Over the past couple of decades, those asset classes have taken turns outperforming each other, sometimes by drastic amounts, and they offer totally different levels of volatility.
Dynamic Funds has a solution: combine the two and run with whatever looks best at a given time.
The company is launching the Dynamic Strategic Gold Class Fund, which will invest in a combination of gold equities and gold bullion. It has a mandate to dramatically shift its holdings between the two depending on market conditions.
The idea for it came from Martin Murenbeeld, chief economist at DundeeWealth (which includes Dynamic) and one of the world's top authorities on gold. He wanted to create a low-risk way to play the highly volatile sector.
"What I wanted for some time is a gold fund that wouldn't scare the average person with volatility, a fund that I would be comfortable advising my mother to invest in as part of an overall portfolio," he said.
Traditionally, the low-risk way to own gold is to buy gold bullion (possibly through an exchange-traded fund or one of the myriad gold bullion funds) rather than the more volatile equities.
But Mr. Murenbeeld was never thrilled with these "sterile" investments, because history shows that equities usually outperform bullion. "You are potentially leaving quite a lot on the table," he said.
This fund's weighting will be determined by Mr. Murenbeeld's own modeling. If his model suggests that gold stocks have become undervalued relative to bullion (as it did early this year), the fund could move to a weighting of as much as 70% in stocks. The opposite would hold if stocks shift into a bear market.

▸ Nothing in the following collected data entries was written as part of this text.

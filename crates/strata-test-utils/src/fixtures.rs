//! Shared tree fixtures covering every element kind and buffer layout.

use strata_core::InputFlag;
use strata_store::Group;

/// Build the fixture topology: groups and fields only, default contents.
///
/// ```text
/// problem/
///   time (f64 scalar)
///   cycle (i64 scalar)
///   regionA/
///     pressure (f64, per-entity)
///     velocity (f32, per-entity x 3)
///     material1/
///       components (f64, fixed extent 3)
///   regionB/
///     cellType (i32, per-entity)
/// ```
pub fn sample_tree_topology() -> Group {
    let mut root = Group::new("problem");
    root.register_field::<f64>("time")
        .expect("fresh group")
        .set_description("Simulation time [s]");
    root.register_field::<i64>("cycle").expect("fresh group");

    let region_a = root.register_group::<Group>("regionA").expect("fresh group");
    region_a
        .register_field::<f64>("pressure")
        .expect("fresh group")
        .set_per_entity();
    region_a
        .register_field::<f32>("velocity")
        .expect("fresh group")
        .set_components(3);
    let material = region_a
        .register_group::<Group>("material1")
        .expect("fresh group");
    material
        .register_field::<f64>("components")
        .expect("fresh group")
        .set_extent(3)
        .set_input_flag(InputFlag::Required);

    let region_b = root.register_group::<Group>("regionB").expect("fresh group");
    region_b
        .register_field::<i32>("cellType")
        .expect("fresh group")
        .set_per_entity();

    root
}

/// Build the fixture tree with distinctive, non-default contents in every
/// buffer (shapes included), for round-trip comparisons.
pub fn sample_tree() -> Group {
    let mut root = sample_tree_topology();
    root.get_array_mut::<f64>("time")
        .expect("fixture field")
        .set_value(0.75);
    root.get_array_mut::<i64>("cycle")
        .expect("fixture field")
        .set_value(42);

    let region_a = root
        .get_group_mut::<Group>("regionA")
        .expect("fixture group");
    region_a.resize(4);
    for (i, v) in region_a
        .get_array_mut::<f64>("pressure")
        .expect("fixture field")
        .values_mut()
        .iter_mut()
        .enumerate()
    {
        *v = 1.5 * (i + 1) as f64;
    }
    for (i, v) in region_a
        .get_array_mut::<f32>("velocity")
        .expect("fixture field")
        .values_mut()
        .iter_mut()
        .enumerate()
    {
        *v = -(i as f32) * 0.25;
    }
    let material = region_a
        .get_group_mut::<Group>("material1")
        .expect("fixture group");
    material
        .register_field::<f64>("components")
        .expect("fixture field")
        .assign_slice(&[1e-15, 2e-15, 3e-15]);

    let region_b = root
        .get_group_mut::<Group>("regionB")
        .expect("fixture group");
    region_b.resize(2);
    region_b
        .get_array_mut::<i32>("cellType")
        .expect("fixture field")
        .values_mut()
        .copy_from_slice(&[7, -3]);

    root
}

"If there is a strong directional change [towards bullion or stocks], we'll let things ride a little bit," said Dynamic fund manager Robert Cohen, who will manage the fund.
"The primary goal of this fund is to beat gold bullion."
Gold prices have more than tripled since their lows in 2000. And for most of that period, shares of gold mining companies did even better; the HUI gold stock index is up about 800% in the same period.
But that was not the case for most of 2007 and 2008. The equities underperformed in those years, as the credit crisis took hold and investors worried about the ability of gold miners to raise production and keep costs in check.
This year, the equities turned around and are once again beating bullion.
Dynamic hopes that its fund will adjust to all these shifts.
"It's a little more risky than owning gold bullion, but we think we have the ability to juice it with the returns of stocks, and also moderating it according to how we see the market," Mr. Cohen said.
He also defended the fund as a better deal than the recently-launched Claymore gold bullion fund, a brokered IPO that handed huge fees over to the underwriters. This is a standard mutual fund with a 2% management fee.